De voorzieningenrechter acht voldoende aannemelijk dat de vergunde evenementen gepaard zullen gaan met een bepaalde mate van geluidsoverlast. Naar dezerzijds voorlopig oordeel heeft verweerder echter met juistheid gesteld dat het niet aan hem is om bij de verlening van een evenementenvergunning op basis van de APV aspecten mee te wegen die behoren te worden beoordeeld bij de vergunningverlening in het kader van de Wet Milieubeheer en de daarop gebaseerde regelgeving (zie ook ABRvS 13 april 2004, JM 2005, 67). Waar verzoekers mitsdien bezwaren aanvoeren die zien op kwesties die in het kader van die wetgeving zijn geregeld (te weten: geluidsoverlast voor omwonenden en de natuur, veroorzaakt door inrichtingen in de zin van de Wet Milieubeheer), dienen zij de daartoe geëigende procedure te volgen. Dat is, indien wordt geageerd tegen het ontbreken van een vergunning op grond van de Wet Milieubeheer: het -gelijk verzoekers hebben gedaan- vragen om handhaving aan de Provincie en eventueel -wat verzoekers (nog) niet hebben gedaan- het aan de voorzitter van de Raad van State verzoeken een voorlopige voorziening te treffen.

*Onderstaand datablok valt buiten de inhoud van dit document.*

//! Error types for code generation.

use figflow_core::{NodeId, SceneError};
use thiserror::Error;

/// Result type alias for codegen operations.
pub type Result<T> = std::result::Result<T, CodegenError>;

/// Errors that can occur around a generation pass.
///
/// The traversal itself never fails: unsupported nodes are skipped or
/// reported as warnings. These errors cover invalid input handed to the
/// generator and template rendering.
#[derive(Error, Debug)]
pub enum CodegenError {
    /// Selected node is not part of the scene graph.
    #[error("Unknown node: {0}")]
    UnknownNode(NodeId),

    /// Scene description could not be loaded.
    #[error(transparent)]
    Scene(#[from] SceneError),

    /// Template rendering error.
    #[error("Template error: {0}")]
    TemplateError(#[from] handlebars::RenderError),

    /// Invalid template.
    #[error("Invalid template: {0}")]
    InvalidTemplate(#[from] handlebars::TemplateError),

    /// JSON error.
    #[error("JSON error: {0}")]
    Json(#[from] serde_json::Error),
}
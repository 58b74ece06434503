//! Typography properties of text nodes.

use serde::{Deserialize, Serialize};

/// Line height of a text run.
#[derive(Debug, Clone, Copy, PartialEq, Default, Serialize, Deserialize)]
#[serde(tag = "unit", rename_all = "SCREAMING_SNAKE_CASE")]
pub enum LineHeight {
    #[default]
    Auto,
    Pixels { value: f64 },
    Percent { value: f64 },
}

/// Letter spacing of a text run.
#[derive(Debug, Clone, Copy, PartialEq, Serialize, Deserialize)]
#[serde(tag = "unit", rename_all = "SCREAMING_SNAKE_CASE")]
pub enum LetterSpacing {
    Pixels { value: f64 },
    /// Percentage of the font size
    Percent { value: f64 },
}

impl Default for LetterSpacing {
    fn default() -> Self {
        LetterSpacing::Pixels { value: 0.0 }
    }
}

impl LetterSpacing {
    /// Resolve to logical pixels for the given font size.
    pub fn to_px(&self, font_size: f64) -> f64 {
        match self {
            LetterSpacing::Pixels { value } => *value,
            LetterSpacing::Percent { value } => font_size * value / 100.0,
        }
    }
}

#[derive(Debug, Clone, Copy, PartialEq, Eq, Default, Serialize, Deserialize)]
#[serde(rename_all = "SCREAMING_SNAKE_CASE")]
pub enum TextDecoration {
    #[default]
    None,
    Underline,
    Strikethrough,
}

#[derive(Debug, Clone, Copy, PartialEq, Eq, Default, Serialize, Deserialize)]
#[serde(rename_all = "SCREAMING_SNAKE_CASE")]
pub enum TextAlign {
    #[default]
    Left,
    Center,
    Right,
    Justified,
}

#[derive(Debug, Clone, Copy, PartialEq, Eq, Default, Serialize, Deserialize)]
#[serde(rename_all = "SCREAMING_SNAKE_CASE")]
pub enum TextCase {
    #[default]
    Original,
    Upper,
    Lower,
    Title,
}

/// How a text box grows with its content.
#[derive(Debug, Clone, Copy, PartialEq, Eq, Default, Serialize, Deserialize)]
#[serde(rename_all = "SCREAMING_SNAKE_CASE")]
pub enum TextAutoResize {
    /// Fixed width and height
    #[default]
    None,
    /// Fixed width, height follows content
    Height,
    /// Both axes follow content
    WidthAndHeight,
    /// Fixed box, overflowing text is truncated
    Truncate,
}

/// Font family and style name.
#[derive(Debug, Clone, PartialEq, Eq, Serialize, Deserialize)]
pub struct FontName {
    pub family: String,
    pub style: String,
}

impl Default for FontName {
    fn default() -> Self {
        Self {
            family: "Inter".to_string(),
            style: "Regular".to_string(),
        }
    }
}

/// Properties carried by text nodes.
#[derive(Debug, Clone, PartialEq)]
pub struct TextProps {
    pub characters: String,
    pub font_name: FontName,
    pub font_size: f64,
    pub font_weight: u16,
    pub line_height: LineHeight,
    pub letter_spacing: LetterSpacing,
    pub decoration: TextDecoration,
    pub align: TextAlign,
    pub text_case: TextCase,
    pub auto_resize: TextAutoResize,
}

impl TextProps {
    /// Create text properties with default typography.
    pub fn new(characters: impl Into<String>) -> Self {
        Self {
            characters: characters.into(),
            font_name: FontName::default(),
            font_size: 14.0,
            font_weight: 400,
            line_height: LineHeight::Auto,
            letter_spacing: LetterSpacing::default(),
            decoration: TextDecoration::None,
            align: TextAlign::Left,
            text_case: TextCase::Original,
            auto_resize: TextAutoResize::WidthAndHeight,
        }
    }

    pub fn is_italic(&self) -> bool {
        self.font_name.style.to_lowercase().contains("italic")
    }
}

Nu verzoekers overigens geen andere bezwaren hebben aangevoerd dan de door hen gevreesde geluidsoverlast, dient de voorlopige conclusie te luiden dat zij, door aan deze voorzieningenrechter te verzoeken om de evenementenvergunning te schorsen, niet de juiste procedurele weg hebben bewandeld. Het verzoek dient dan ook te worden afgewezen.
Voor een proceskostenveroordeling ziet de voorzieningenrechter geen aanleiding.
III. BESLISSING
De voorzieningenrechter van de rechtbank Roermond:
wijst het verzoek om een voorlopige voorziening af.
Aldus gedaan door mr. P.J. Voncken in tegenwoordigheid van mr. J.M.H. Lie als griffier en in het openbaar uitgesproken op 3 mei 2006.
Voor eensluidend afschrift:
de wnd. griffier:
verzonden op: 3 mei 2006.
id
Tegen deze uitspraak staat geen rechtsmiddel open.